Клит снова засмеялся. «Младенец. Поседевший младенец. Ты можешь прожить еще сотню лет — если, по-твоему, это долго. Я видел твою мед-установку; очень базовая, действительно очень базовая. Я родился 863 года назад, на Грине. У меня было, по крайней мере, десять тысяч любовниц; я снова молод для этого. Что теперь скажешь о реализме?»

У Бернера не было ответа.

«Я знаю, что ты думаешь», — сказал Клит. «Ты думаешь „богатство“. И ты, конечно, прав. Богатым никогда не нужно умирать, так почему нам следует размышлять о состоянии наших душ? У тебя есть ответ?»

«Нет», — пробормотал Бернер.

«Нет, конечно, у тебя нет ответа». Клит, казалось, обратил свои мысли вовнутрь, и спокойствие растеклось по его блестящей маске. «Но ты думаешь, „если Клит такой богатый, что он делает на этом пустом мире с глупым святошей в качестве слуги?“» Плечи Клита дёрнулись и он быстро моргнул глазами. «У тебя нет личного понимания богатства, поэтому я прощаю твоё невежество. Богатство, понимаешь ли, циклично. Настоящее богатство проходит эти циклы; накопление, затем растрачивание. Какая польза в богатстве, если оно не может купить развлечения? И тот богаче, у кого дороже вкус в развлечениях».

Бернер был напуган напором Клита, одновременно приводящим в отчаяние и в бешенство. Он уставился на остатки своей еды и надеялся, что Клит не будет смягчать свою боль болью Бернера.

Но мысли Клита были где-то в другом месте, занятые каким-то горьким воспоминанием. Он продолжал говорить задумчиво. «Итак, я нахожусь в упадке этого цикла. У меня ничего нет, кроме никудышной лодки, куска симпатичного мяса, нескольких игр — и тебя, конечно. Я бы привёл лодку на Дильвермун и продал бы её, если бы мог, но она настроена на мою персону и умерла бы без меня. Кроме того, меня выслеживают завистливые враги и Дельвермун сейчас не безопасное место».
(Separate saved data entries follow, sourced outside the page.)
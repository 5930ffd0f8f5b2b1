//! Borrowed value storage.
//!
//! Node values live in storage owned by the embedding application. The engine only holds
//! shared references to [`Cell`]s, so codecs can update values through an immutable node
//! table while the application keeps ownership for the whole run.

use core::cell::Cell;

use crate::{ErrorCode, NodeType, TsError};

/// A fixed-capacity byte buffer with a separate used length.
///
/// Backs both string and byte-buffer nodes. Strings are stored without a terminator; the
/// used length is authoritative.
#[derive(Debug, Clone, Copy)]
pub struct Buffer<'a> {
    bytes: &'a [Cell<u8>],
    len: &'a Cell<usize>,
}

impl<'a> Buffer<'a> {
    /// Wrap application storage. `len` holds the number of used bytes.
    #[inline]
    #[must_use]
    pub const fn new(bytes: &'a [Cell<u8>], len: &'a Cell<usize>) -> Self {
        Self { bytes, len }
    }

    /// Maximum number of bytes the buffer can hold.
    #[inline]
    #[must_use]
    pub const fn capacity(&self) -> usize {
        self.bytes.len()
    }

    /// Number of used bytes, clamped to the capacity.
    #[inline]
    #[must_use]
    pub fn len(&self) -> usize {
        self.len.get().min(self.bytes.len())
    }

    /// Returns `true` iff no bytes are used.
    #[inline]
    #[must_use]
    pub fn is_empty(&self) -> bool {
        self.len() == 0
    }

    /// Copy the used bytes into `out` and return how many were copied.
    ///
    /// # Errors
    ///
    /// Returns `BufferTooSmall` if `out` is shorter than the used length.
    pub fn read(&self, out: &mut [u8]) -> Result<usize, TsError> {
        let len = self.len();
        let dst = out
            .get_mut(..len)
            .ok_or_else(|| TsError::storage(ErrorCode::BufferTooSmall))?;
        for (d, s) in dst.iter_mut().zip(self.bytes) {
            *d = s.get();
        }
        Ok(len)
    }

    /// Replace the contents with `src`.
    ///
    /// # Errors
    ///
    /// Returns `CapacityExceeded` if `src` is longer than the capacity; the stored value is
    /// left unchanged in that case.
    pub fn write(&self, src: &[u8]) -> Result<(), TsError> {
        let dst = self
            .bytes
            .get(..src.len())
            .ok_or_else(|| TsError::storage(ErrorCode::CapacityExceeded))?;
        for (d, s) in dst.iter().zip(src) {
            d.set(*s);
        }
        self.len.set(src.len());
        Ok(())
    }

    /// Mark the buffer as empty.
    #[inline]
    pub fn clear(&self) {
        self.len.set(0);
    }

    /// Returns true iff the used bytes equal `other`.
    #[must_use]
    pub fn eq_bytes(&self, other: &[u8]) -> bool {
        self.len() == other.len() && self.bytes.iter().zip(other).all(|(a, b)| a.get() == *b)
    }

    /// Copy the used bytes into a new vector.
    #[cfg(feature = "alloc")]
    #[cfg_attr(docsrs, doc(cfg(feature = "alloc")))]
    #[must_use]
    pub fn to_vec(&self) -> alloc::vec::Vec<u8> {
        self.bytes[..self.len()].iter().map(Cell::get).collect()
    }
}

/// Element storage of an array node.
#[derive(Debug, Clone, Copy)]
pub enum ArrayElems<'a> {
    /// Boolean elements.
    Bool(&'a [Cell<bool>]),
    /// `u8` elements.
    U8(&'a [Cell<u8>]),
    /// `i8` elements.
    I8(&'a [Cell<i8>]),
    /// `u16` elements.
    U16(&'a [Cell<u16>]),
    /// `i16` elements.
    I16(&'a [Cell<i16>]),
    /// `u32` elements.
    U32(&'a [Cell<u32>]),
    /// `i32` elements.
    I32(&'a [Cell<i32>]),
    /// `u64` elements.
    U64(&'a [Cell<u64>]),
    /// `i64` elements.
    I64(&'a [Cell<i64>]),
    /// `f32` elements.
    F32(&'a [Cell<f32>]),
}

impl ArrayElems<'_> {
    /// Number of element slots.
    #[must_use]
    pub const fn capacity(&self) -> usize {
        match self {
            Self::Bool(s) => s.len(),
            Self::U8(s) => s.len(),
            Self::I8(s) => s.len(),
            Self::U16(s) => s.len(),
            Self::I16(s) => s.len(),
            Self::U32(s) => s.len(),
            Self::I32(s) => s.len(),
            Self::U64(s) => s.len(),
            Self::I64(s) => s.len(),
            Self::F32(s) => s.len(),
        }
    }

    /// Scalar type of the elements.
    #[must_use]
    pub const fn elem_type(&self) -> NodeType {
        match self {
            Self::Bool(_) => NodeType::Bool,
            Self::U8(_) => NodeType::U8,
            Self::I8(_) => NodeType::I8,
            Self::U16(_) => NodeType::U16,
            Self::I16(_) => NodeType::I16,
            Self::U32(_) => NodeType::U32,
            Self::I32(_) => NodeType::I32,
            Self::U64(_) => NodeType::U64,
            Self::I64(_) => NodeType::I64,
            Self::F32(_) => NodeType::F32,
        }
    }
}

/// A homogeneous fixed-capacity array with a used element count.
#[derive(Debug, Clone, Copy)]
pub struct Array<'a> {
    elems: ArrayElems<'a>,
    len: &'a Cell<usize>,
    decimals: i16,
}

impl<'a> Array<'a> {
    /// Wrap application storage. `decimals` is the number of decimal places used when
    /// rendering float elements.
    #[inline]
    #[must_use]
    pub const fn new(elems: ArrayElems<'a>, len: &'a Cell<usize>, decimals: i16) -> Self {
        Self {
            elems,
            len,
            decimals,
        }
    }

    /// The element storage.
    #[inline]
    #[must_use]
    pub const fn elems(&self) -> ArrayElems<'a> {
        self.elems
    }

    /// Scalar type of the elements.
    #[inline]
    #[must_use]
    pub const fn elem_type(&self) -> NodeType {
        self.elems.elem_type()
    }

    /// Number of element slots.
    #[inline]
    #[must_use]
    pub const fn capacity(&self) -> usize {
        self.elems.capacity()
    }

    /// Number of used elements, clamped to the capacity.
    #[inline]
    #[must_use]
    pub fn len(&self) -> usize {
        self.len.get().min(self.capacity())
    }

    /// Returns `true` iff no elements are used.
    #[inline]
    #[must_use]
    pub fn is_empty(&self) -> bool {
        self.len() == 0
    }

    /// Set the number of used elements.
    ///
    /// # Errors
    ///
    /// Returns `CapacityExceeded` if `len` is larger than the capacity.
    pub fn set_len(&self, len: usize) -> Result<(), TsError> {
        if len > self.capacity() {
            return Err(TsError::storage(ErrorCode::CapacityExceeded));
        }
        self.len.set(len);
        Ok(())
    }

    /// Decimal places hint for float elements.
    #[inline]
    #[must_use]
    pub const fn decimals(&self) -> i16 {
        self.decimals
    }
}

/// A repeating structured record addressed by integer index.
///
/// The record fields are declared as child nodes of the records node.
#[derive(Debug, Clone, Copy)]
pub struct Records<'a> {
    count: &'a Cell<usize>,
    capacity: usize,
}

impl<'a> Records<'a> {
    /// Wrap application storage holding up to `capacity` records, `count` of them in use.
    #[inline]
    #[must_use]
    pub const fn new(count: &'a Cell<usize>, capacity: usize) -> Self {
        Self { count, capacity }
    }

    /// Number of records in use, clamped to the capacity.
    #[inline]
    #[must_use]
    pub fn len(&self) -> usize {
        self.count.get().min(self.capacity)
    }

    /// Returns `true` iff no records are in use.
    #[inline]
    #[must_use]
    pub fn is_empty(&self) -> bool {
        self.len() == 0
    }

    /// Maximum number of records.
    #[inline]
    #[must_use]
    pub const fn capacity(&self) -> usize {
        self.capacity
    }

    /// Returns true iff `index` selects a record in use.
    #[inline]
    #[must_use]
    pub fn contains(&self, index: usize) -> bool {
        index < self.len()
    }

    /// Set the number of records in use.
    ///
    /// # Errors
    ///
    /// Returns `CapacityExceeded` if `count` is larger than the capacity.
    pub fn set_len(&self, count: usize) -> Result<(), TsError> {
        if count > self.capacity {
            return Err(TsError::storage(ErrorCode::CapacityExceeded));
        }
        self.count.set(count);
        Ok(())
    }
}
«Это место такое же хорошее, как и любое другое, для того, чтобы подождать, пока я не выработаю новые планы. Зачем бесцельно нестись сквозь пространство?» Через некоторое время он улыбнулся, словно его воспоминания приняли более приятный оборот. «Мой дед дал мне эту лодку во время моего Года Зрелости; давным-давно. Давным-давно. Месяцем позже я отравил его и принял своё наследство. Поистине стал мужчиной».
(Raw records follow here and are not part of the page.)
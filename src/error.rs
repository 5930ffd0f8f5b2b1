use core::fmt;

/// The high-level class of an error.
///
/// The engine distinguishes:
/// - **Lookup** errors: a path, name or index did not resolve.
/// - **Integrity** errors: the node table violates a structural rule.
/// - **Storage** errors: a value does not fit the borrowed storage of a node.
/// - **Access** errors: the current role may not perform an operation.
#[derive(Debug, Clone, Copy, PartialEq, Eq)]
pub enum TsErrorKind {
    /// Resolution failure.
    Lookup,
    /// Node table integrity failure.
    Integrity,
    /// Value storage failure.
    Storage,
    /// Access control failure.
    Access,
}

/// A structured error code identifying why an operation was rejected.
///
/// String-free so it stays usable in `no_std` builds and on the request hot path.
#[derive(Debug, Clone, Copy, PartialEq, Eq)]
#[non_exhaustive]
pub enum ErrorCode {
    /// No node matches the requested id, name or path segment.
    NotFound,
    /// The path has more segments than [`MAX_PATH_DEPTH`](crate::MAX_PATH_DEPTH).
    DepthLimitExceeded,
    /// A numeric record selector is not a valid unsigned integer.
    InvalidIndex,

    /// Two nodes in the table share the same id.
    DuplicateId,

    /// The destination buffer cannot hold the result.
    BufferTooSmall,
    /// The value exceeds the capacity of the node storage.
    CapacityExceeded,
    /// The node does not hold a value of the requested type.
    TypeMismatch,

    /// The operation is permitted for some role, but not the current one.
    Unauthorized,
    /// The operation is not permitted for any role.
    Forbidden,
}

/// An engine error with a classification, a stable code and a position.
///
/// `offset` is the byte offset of the failing segment for lookup errors and the
/// table position of the offending node for integrity errors. It is `0` otherwise.
#[derive(Debug, Clone, Copy, PartialEq, Eq)]
pub struct TsError {
    /// The error kind.
    pub kind: TsErrorKind,
    /// The error code.
    pub code: ErrorCode,
    /// Position where the error was detected.
    pub offset: usize,
}

impl TsError {
    /// Construct a lookup error at `offset`.
    #[inline]
    #[must_use]
    pub const fn lookup(code: ErrorCode, offset: usize) -> Self {
        Self {
            kind: TsErrorKind::Lookup,
            code,
            offset,
        }
    }

    /// Construct an integrity error for the node at table position `pos`.
    #[inline]
    #[must_use]
    pub const fn integrity(code: ErrorCode, pos: usize) -> Self {
        Self {
            kind: TsErrorKind::Integrity,
            code,
            offset: pos,
        }
    }

    /// Construct a storage error.
    #[inline]
    #[must_use]
    pub const fn storage(code: ErrorCode) -> Self {
        Self {
            kind: TsErrorKind::Storage,
            code,
            offset: 0,
        }
    }

    /// Construct an access error.
    #[inline]
    #[must_use]
    pub const fn access(code: ErrorCode) -> Self {
        Self {
            kind: TsErrorKind::Access,
            code,
            offset: 0,
        }
    }

    /// Returns true iff this error means "no such node".
    ///
    /// Depth-exceeded and malformed record selectors count as not-found: callers
    /// see a single failure class for anything that did not resolve.
    #[inline]
    #[must_use]
    pub const fn is_not_found(self) -> bool {
        matches!(self.kind, TsErrorKind::Lookup)
    }
}

impl fmt::Display for TsError {
    fn fmt(&self, f: &mut fmt::Formatter<'_>) -> fmt::Result {
        let msg = match self.code {
            ErrorCode::NotFound => "no such node",
            ErrorCode::DepthLimitExceeded => "path depth limit exceeded",
            ErrorCode::InvalidIndex => "invalid record index",

            ErrorCode::DuplicateId => "duplicate node id",

            ErrorCode::BufferTooSmall => "destination buffer too small",
            ErrorCode::CapacityExceeded => "value exceeds node capacity",
            ErrorCode::TypeMismatch => "node type mismatch",

            ErrorCode::Unauthorized => "unauthorized",
            ErrorCode::Forbidden => "forbidden",
        };

        match self.kind {
            TsErrorKind::Lookup => write!(f, "lookup failed at {}: {msg}", self.offset),
            TsErrorKind::Integrity => {
                write!(f, "node table invalid at position {}: {msg}", self.offset)
            }
            TsErrorKind::Storage => write!(f, "storage access failed: {msg}"),
            TsErrorKind::Access => write!(f, "access denied: {msg}"),
        }
    }
}

#[cfg(feature = "std")]
impl std::error::Error for TsError {}
// src/main.rs

mod archiver;
mod backup;
mod cli;
mod error;
mod model;
mod repo_list;
mod retention;
mod storage;

use anyhow::Context;
use archiver::GitTarArchiver;
use backup::BackupOrchestrator;
use clap::Parser;
use cli::Args;
use indicatif::ProgressBar;
use model::RunSummary;
use repo_list::RepositoryList;
use retention::RetentionPolicy;
use std::fs::OpenOptions;
use std::process::ExitCode;
use std::sync::Mutex;
use std::time::{Duration, Instant};
use storage::ArchiveStore;
use tracing::{debug, error, info};
use tracing_subscriber::EnvFilter;

fn main() -> ExitCode {
    let args = Args::parse();
    if let Err(e) = init_logging(&args) {
        eprintln!("Error setting up logging: {e:#}");
        return ExitCode::from(2);
    }

    let start_time = Instant::now();
    match run(&args) {
        Ok(summary) => {
            info!(
                repositories = summary.repositories.len(),
                archived = summary.archived(),
                deleted = summary.deleted(),
                failed_deletions = summary.failed_deletions(),
                errored = summary.errored(),
                rejected_lines = summary.rejected_lines,
                warnings = summary.warnings,
                elapsed = ?start_time.elapsed(),
                "backup run finished"
            );
            if summary.errored() > 0 {
                for (id, errors) in summary.failures() {
                    error!(id, errors, "repository finished with errors");
                }
                ExitCode::FAILURE
            } else {
                ExitCode::SUCCESS
            }
        }
        Err(e) => {
            error!(severity = "critical", error = %format!("{e:#}"), "unhandled error, aborting run");
            ExitCode::from(2)
        }
    }
}

fn init_logging(args: &Args) -> anyhow::Result<()> {
    let filter = match EnvFilter::try_from_default_env() {
        Ok(filter) => filter,
        Err(_) => EnvFilter::try_new(&args.log_level)
            .with_context(|| format!("invalid log level {:?}", args.log_level))?,
    };
    let builder = tracing_subscriber::fmt().with_env_filter(filter);

    match &args.log_file {
        Some(path) => {
            let file = OpenOptions::new()
                .create(true)
                .append(true)
                .open(path)
                .with_context(|| format!("could not open log file {}", path.display()))?;
            builder.with_ansi(false).with_writer(Mutex::new(file)).init();
        }
        None => builder.with_writer(std::io::stderr).init(),
    }
    Ok(())
}

fn run(args: &Args) -> anyhow::Result<RunSummary> {
    let today = args
        .today
        .unwrap_or_else(|| chrono::Local::now().date_naive());
    let keep = RetentionPolicy::new(args.days, args.weeks, args.months).keep_set(today);
    debug!(
        %today,
        count = keep.len(),
        dates = %keep.iter().map(|d| d.to_string()).collect::<Vec<_>>().join(","),
        "keeping archives"
    );

    let list = RepositoryList::from_path(&args.config)
        .with_context(|| format!("could not read repository list {}", args.config.display()))?;
    let loaded = repo_list::load_entries(list);

    let archiver = GitTarArchiver::new(Duration::from_secs(args.timeout));
    let store = ArchiveStore::new(&args.storage);
    let orchestrator = BackupOrchestrator::new(&archiver, &store, today, &keep);

    let bar = if args.no_progress {
        ProgressBar::hidden()
    } else {
        ProgressBar::new(loaded.entries.len() as u64)
    };
    bar.set_message("Backing up repositories");

    let mut summary = if args.jobs > 1 {
        let pool = rayon::ThreadPoolBuilder::new()
            .num_threads(args.jobs)
            .build()
            .context("could not start worker pool")?;
        pool.install(|| orchestrator.run(&loaded.entries, true, bar))
    } else {
        orchestrator.run(&loaded.entries, false, bar)
    };
    summary.rejected_lines = loaded.rejected;
    summary.warnings = loaded.warnings;
    Ok(summary)
}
Последовало молчание. Через некоторое время Клит поднялся и ушёл в свои личные покои.

Бернер прятал лицо в руках, пока не перестал трястись.

Этим вечером Клит надел разум огромного змея, живущего в мире песка и колючек. Он был особенно жесток с женщиной, поэтому, когда он закончил, она была вся в крови.
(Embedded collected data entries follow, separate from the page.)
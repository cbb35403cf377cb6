// src/retention.rs

use crate::model::Date;
use chrono::{Datelike, Duration};
use std::collections::BTreeSet;

/// Grandfather-father-son retention: recent days, Monday of recent weeks,
/// and (roughly) the first Monday of recent months.
#[derive(Debug, Clone, Copy, PartialEq, Eq)]
pub struct RetentionPolicy {
    pub days: u32,
    pub weeks: u32,
    pub months: u32,
}

impl RetentionPolicy {
    pub fn new(days: u32, weeks: u32, months: u32) -> Self {
        Self { days, weeks, months }
    }

    /// Computes the dates whose archives must survive a run on `today`.
    pub fn keep_set(&self, today: Date) -> BTreeSet<Date> {
        let mut keep = BTreeSet::new();

        for i in 0..self.days {
            keep.insert(today - Duration::days(i as i64));
        }

        let prev_monday = today - Duration::days(today.weekday().num_days_from_monday() as i64);
        for i in 0..self.weeks {
            keep.insert(prev_monday - Duration::days(7 * i as i64));
        }

        // Snapping by day-of-month / 7 weeks does not always land on the
        // first Monday of the month; archives on disk depend on it as is.
        let mut first_monday = prev_monday - snap_back(today);
        for _ in 0..self.months {
            keep.insert(first_monday);
            first_monday = first_monday - Duration::days(7);
            first_monday = first_monday - snap_back(first_monday);
        }

        keep
    }
}

fn snap_back(date: Date) -> Duration {
    Duration::days((date.day() / 7 * 7) as i64)
}

#[cfg(test)]
mod tests {
    use super::*;
    use pretty_assertions::assert_eq;

    fn date(s: &str) -> Date {
        s.parse().unwrap()
    }

    fn dates(list: &[&str]) -> BTreeSet<Date> {
        list.iter().map(|s| date(s)).collect()
    }

    #[test]
    fn daily_tier_covers_today_and_previous_days() {
        let keep = RetentionPolicy::new(3, 0, 0).keep_set(date("2024-01-17"));
        assert_eq!(keep, dates(&["2024-01-15", "2024-01-16", "2024-01-17"]));
    }

    #[test]
    fn weekly_tier_starts_at_previous_monday() {
        let keep = RetentionPolicy::new(0, 3, 0).keep_set(date("2024-01-17"));
        assert_eq!(keep, dates(&["2024-01-01", "2024-01-08", "2024-01-15"]));
    }

    #[test]
    fn weekly_tier_on_a_monday_includes_today() {
        let keep = RetentionPolicy::new(0, 1, 0).keep_set(date("2024-01-15"));
        assert_eq!(keep, dates(&["2024-01-15"]));
    }

    #[test]
    fn monthly_tier_steps_back_month_by_month() {
        let keep = RetentionPolicy::new(0, 0, 3).keep_set(date("2024-01-17"));
        assert_eq!(keep, dates(&["2023-11-06", "2023-12-04", "2024-01-01"]));
    }

    #[test]
    fn monthly_tier_keeps_day_of_month_approximation() {
        // 2024-03-07 snaps back into February rather than to 2024-03-04.
        let keep = RetentionPolicy::new(0, 0, 1).keep_set(date("2024-03-07"));
        assert_eq!(keep, dates(&["2024-02-26"]));
    }

    #[test]
    fn tiers_are_merged_without_duplicates() {
        let keep = RetentionPolicy::new(7, 5, 3).keep_set(date("2024-01-17"));
        assert_eq!(
            keep,
            dates(&[
                "2023-11-06",
                "2023-12-04",
                "2023-12-18",
                "2023-12-25",
                "2024-01-01",
                "2024-01-08",
                "2024-01-11",
                "2024-01-12",
                "2024-01-13",
                "2024-01-14",
                "2024-01-15",
                "2024-01-16",
                "2024-01-17",
            ])
        );
    }

    #[test]
    fn empty_policy_keeps_nothing() {
        assert!(RetentionPolicy::new(0, 0, 0).keep_set(date("2024-01-17")).is_empty());
    }

    #[test]
    fn daily_dates_stay_within_window() {
        let today = date("2024-02-29");
        for days in 1..40 {
            let keep = RetentionPolicy::new(days, 2, 2).keep_set(today);
            assert!(keep.contains(&today));
            let oldest = today - Duration::days(days as i64 - 1);
            let daily: Vec<_> = keep.iter().filter(|d| **d >= oldest).collect();
            assert!(daily.len() >= days as usize);
            assert!(keep.iter().all(|d| *d <= today));
        }
    }

    #[test]
    fn keep_set_is_deterministic() {
        let policy = RetentionPolicy::new(7, 5, 12);
        let today = date("2023-10-31");
        assert_eq!(policy.keep_set(today), policy.keep_set(today));
    }
}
Бернер скрыл свою ярость, когда Клит вызвал его из библиотеки. «В мед-установку?» — спросил он.

«Почему бы нет», — сказал Клит с выражением скуки на лице, и ушёл прочь.

«Я не всегда был трусом, Конфеточка», — прошептал Бернер, пока помогал ей мыться.

Она подняла на него взгляд, слегка улыбаясь. «Почему ты называешь себя трусом? Что ты мог сделать против Клита? Он больше не человек, он слишком силён, слишком быстр, слишком жесток. Ни одно неизменённое человеческое существо не сможет взять верх над ним».